Saved data entries
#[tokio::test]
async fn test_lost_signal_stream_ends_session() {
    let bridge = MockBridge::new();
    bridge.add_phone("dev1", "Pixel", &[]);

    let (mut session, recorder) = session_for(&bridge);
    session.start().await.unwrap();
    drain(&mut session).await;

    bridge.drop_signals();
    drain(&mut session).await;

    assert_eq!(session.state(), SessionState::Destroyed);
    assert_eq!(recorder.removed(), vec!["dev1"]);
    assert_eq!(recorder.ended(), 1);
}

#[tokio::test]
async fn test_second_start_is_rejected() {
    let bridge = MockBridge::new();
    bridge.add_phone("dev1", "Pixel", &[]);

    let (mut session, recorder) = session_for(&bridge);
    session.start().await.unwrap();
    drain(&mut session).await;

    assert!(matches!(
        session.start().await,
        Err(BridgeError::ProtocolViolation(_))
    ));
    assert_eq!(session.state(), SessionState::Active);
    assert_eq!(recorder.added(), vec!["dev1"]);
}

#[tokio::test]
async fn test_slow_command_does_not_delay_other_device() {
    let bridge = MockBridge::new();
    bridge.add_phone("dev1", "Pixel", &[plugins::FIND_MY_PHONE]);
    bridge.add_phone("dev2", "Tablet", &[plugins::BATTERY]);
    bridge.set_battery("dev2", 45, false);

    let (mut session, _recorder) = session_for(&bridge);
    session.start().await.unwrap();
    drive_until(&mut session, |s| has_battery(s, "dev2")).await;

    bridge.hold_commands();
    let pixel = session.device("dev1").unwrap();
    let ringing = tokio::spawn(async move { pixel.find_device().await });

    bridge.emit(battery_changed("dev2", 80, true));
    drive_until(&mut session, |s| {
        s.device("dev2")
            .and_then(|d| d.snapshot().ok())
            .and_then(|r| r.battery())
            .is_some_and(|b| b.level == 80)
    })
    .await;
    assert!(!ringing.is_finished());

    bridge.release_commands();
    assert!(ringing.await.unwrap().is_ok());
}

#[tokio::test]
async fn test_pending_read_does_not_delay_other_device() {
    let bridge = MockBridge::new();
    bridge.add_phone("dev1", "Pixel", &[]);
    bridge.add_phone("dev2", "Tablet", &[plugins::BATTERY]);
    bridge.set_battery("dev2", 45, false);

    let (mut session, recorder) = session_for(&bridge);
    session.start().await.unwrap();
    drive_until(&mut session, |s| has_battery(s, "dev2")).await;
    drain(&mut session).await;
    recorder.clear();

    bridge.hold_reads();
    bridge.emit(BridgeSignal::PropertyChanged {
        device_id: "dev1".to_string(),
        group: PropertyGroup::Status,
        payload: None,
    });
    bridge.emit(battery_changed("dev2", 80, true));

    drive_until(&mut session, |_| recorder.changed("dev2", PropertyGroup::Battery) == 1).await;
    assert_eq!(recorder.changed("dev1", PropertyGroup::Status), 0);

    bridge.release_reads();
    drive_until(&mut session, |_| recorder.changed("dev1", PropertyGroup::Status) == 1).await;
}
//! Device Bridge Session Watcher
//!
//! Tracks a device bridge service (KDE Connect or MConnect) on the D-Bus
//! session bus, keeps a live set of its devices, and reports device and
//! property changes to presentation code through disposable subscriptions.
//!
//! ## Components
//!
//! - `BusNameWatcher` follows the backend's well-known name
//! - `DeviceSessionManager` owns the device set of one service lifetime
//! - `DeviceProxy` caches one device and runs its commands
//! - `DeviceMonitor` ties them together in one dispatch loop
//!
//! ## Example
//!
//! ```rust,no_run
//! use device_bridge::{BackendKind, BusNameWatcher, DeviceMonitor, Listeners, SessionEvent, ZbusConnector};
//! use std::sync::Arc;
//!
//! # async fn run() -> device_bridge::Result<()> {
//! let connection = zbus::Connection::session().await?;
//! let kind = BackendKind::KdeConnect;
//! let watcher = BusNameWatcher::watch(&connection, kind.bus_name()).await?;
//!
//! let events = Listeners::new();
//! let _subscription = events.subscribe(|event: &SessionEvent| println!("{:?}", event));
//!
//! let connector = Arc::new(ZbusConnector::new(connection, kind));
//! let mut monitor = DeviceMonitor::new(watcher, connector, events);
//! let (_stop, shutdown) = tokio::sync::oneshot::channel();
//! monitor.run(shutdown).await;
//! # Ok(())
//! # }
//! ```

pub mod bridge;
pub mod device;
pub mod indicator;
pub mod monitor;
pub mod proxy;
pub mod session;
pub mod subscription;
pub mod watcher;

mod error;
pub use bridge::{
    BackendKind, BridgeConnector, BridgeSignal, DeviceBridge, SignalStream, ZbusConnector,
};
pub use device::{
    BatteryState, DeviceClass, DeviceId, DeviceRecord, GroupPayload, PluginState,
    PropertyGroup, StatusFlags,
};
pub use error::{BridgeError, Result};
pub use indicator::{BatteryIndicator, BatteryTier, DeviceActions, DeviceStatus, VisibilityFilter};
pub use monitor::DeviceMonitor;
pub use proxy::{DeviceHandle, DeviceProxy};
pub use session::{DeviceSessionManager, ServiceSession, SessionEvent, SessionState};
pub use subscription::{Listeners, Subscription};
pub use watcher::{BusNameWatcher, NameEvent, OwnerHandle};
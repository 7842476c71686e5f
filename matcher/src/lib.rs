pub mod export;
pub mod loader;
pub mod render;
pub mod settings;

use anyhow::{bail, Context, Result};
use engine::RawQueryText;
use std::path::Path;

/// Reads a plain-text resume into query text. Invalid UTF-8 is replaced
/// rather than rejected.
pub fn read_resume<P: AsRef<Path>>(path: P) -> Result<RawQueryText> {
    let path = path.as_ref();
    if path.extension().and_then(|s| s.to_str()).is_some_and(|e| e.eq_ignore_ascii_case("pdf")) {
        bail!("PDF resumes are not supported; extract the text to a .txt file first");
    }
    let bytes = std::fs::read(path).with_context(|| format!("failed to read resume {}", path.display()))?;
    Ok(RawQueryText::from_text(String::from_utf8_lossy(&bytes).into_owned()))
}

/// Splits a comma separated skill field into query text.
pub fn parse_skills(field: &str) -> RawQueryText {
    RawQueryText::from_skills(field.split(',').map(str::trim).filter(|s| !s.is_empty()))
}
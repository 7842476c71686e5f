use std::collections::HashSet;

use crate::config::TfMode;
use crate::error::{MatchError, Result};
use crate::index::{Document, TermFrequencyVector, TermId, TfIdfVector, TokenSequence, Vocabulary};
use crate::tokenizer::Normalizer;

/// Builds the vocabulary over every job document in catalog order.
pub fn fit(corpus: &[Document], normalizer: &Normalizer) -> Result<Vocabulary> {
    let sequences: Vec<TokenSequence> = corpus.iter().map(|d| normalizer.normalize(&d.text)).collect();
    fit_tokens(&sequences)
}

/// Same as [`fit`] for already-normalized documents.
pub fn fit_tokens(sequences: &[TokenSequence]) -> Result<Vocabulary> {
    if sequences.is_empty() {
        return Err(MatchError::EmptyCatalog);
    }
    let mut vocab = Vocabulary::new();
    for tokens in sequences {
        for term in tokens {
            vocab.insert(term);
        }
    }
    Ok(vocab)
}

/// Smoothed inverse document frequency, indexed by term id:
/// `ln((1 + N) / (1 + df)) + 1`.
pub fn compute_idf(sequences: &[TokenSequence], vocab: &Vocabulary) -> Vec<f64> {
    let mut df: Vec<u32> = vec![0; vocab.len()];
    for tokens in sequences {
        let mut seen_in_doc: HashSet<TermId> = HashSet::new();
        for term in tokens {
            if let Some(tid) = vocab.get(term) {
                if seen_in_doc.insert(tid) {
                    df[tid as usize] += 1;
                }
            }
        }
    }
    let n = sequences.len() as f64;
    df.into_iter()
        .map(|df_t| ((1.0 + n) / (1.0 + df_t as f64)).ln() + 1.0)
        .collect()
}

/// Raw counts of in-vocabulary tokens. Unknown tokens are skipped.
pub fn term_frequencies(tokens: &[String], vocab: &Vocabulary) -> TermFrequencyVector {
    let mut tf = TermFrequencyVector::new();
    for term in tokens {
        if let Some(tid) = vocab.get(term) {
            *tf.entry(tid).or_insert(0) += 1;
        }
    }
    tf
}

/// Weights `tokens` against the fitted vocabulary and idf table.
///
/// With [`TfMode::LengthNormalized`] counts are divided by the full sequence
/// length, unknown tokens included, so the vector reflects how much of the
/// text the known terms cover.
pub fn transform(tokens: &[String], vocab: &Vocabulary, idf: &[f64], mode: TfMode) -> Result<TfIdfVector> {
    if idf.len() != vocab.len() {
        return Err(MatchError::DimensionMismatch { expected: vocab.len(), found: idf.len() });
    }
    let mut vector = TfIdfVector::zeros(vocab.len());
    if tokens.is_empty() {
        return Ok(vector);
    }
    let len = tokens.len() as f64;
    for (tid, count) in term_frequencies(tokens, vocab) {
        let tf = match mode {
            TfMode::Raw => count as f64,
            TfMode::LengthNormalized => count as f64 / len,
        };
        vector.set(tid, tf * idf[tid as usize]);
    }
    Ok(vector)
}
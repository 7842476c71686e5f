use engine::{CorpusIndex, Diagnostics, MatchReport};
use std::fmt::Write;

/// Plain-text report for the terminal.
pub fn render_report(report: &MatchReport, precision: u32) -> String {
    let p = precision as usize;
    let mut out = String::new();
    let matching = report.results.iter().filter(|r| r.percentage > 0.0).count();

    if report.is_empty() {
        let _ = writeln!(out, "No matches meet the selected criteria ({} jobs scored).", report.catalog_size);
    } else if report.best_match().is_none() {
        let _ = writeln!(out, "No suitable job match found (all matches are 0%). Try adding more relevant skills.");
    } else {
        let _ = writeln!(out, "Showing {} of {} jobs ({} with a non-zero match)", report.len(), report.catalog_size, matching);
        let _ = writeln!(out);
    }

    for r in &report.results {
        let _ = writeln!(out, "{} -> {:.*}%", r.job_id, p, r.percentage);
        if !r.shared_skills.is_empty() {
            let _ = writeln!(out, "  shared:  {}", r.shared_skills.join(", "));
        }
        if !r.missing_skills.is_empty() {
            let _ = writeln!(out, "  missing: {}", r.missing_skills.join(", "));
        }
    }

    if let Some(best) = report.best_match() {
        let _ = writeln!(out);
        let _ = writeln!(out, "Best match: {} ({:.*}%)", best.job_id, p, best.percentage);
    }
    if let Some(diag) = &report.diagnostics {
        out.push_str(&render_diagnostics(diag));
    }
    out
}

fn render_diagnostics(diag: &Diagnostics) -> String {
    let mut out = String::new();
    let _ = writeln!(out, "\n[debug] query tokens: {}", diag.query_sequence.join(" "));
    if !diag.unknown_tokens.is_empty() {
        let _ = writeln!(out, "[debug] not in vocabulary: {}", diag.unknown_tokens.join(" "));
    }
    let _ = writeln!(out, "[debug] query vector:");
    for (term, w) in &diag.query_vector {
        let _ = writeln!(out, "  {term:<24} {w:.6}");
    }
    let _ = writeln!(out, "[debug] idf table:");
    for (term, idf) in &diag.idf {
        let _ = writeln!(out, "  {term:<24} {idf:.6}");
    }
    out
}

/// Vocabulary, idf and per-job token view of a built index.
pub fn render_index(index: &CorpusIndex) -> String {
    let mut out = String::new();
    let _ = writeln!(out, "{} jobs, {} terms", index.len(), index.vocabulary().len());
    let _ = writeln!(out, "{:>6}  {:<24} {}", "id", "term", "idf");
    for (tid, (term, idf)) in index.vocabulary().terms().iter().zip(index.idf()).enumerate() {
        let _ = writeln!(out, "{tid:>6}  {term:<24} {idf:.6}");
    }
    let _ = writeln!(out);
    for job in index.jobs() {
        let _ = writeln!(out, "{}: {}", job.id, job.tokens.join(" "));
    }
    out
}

Goal of the exercise:
Return every line from the entries above that includes the word "results".

Answer for this exercise:
    let matching = report.results.iter().filter(|r| r.percentage > 0.0).count();
    for r in &report.results {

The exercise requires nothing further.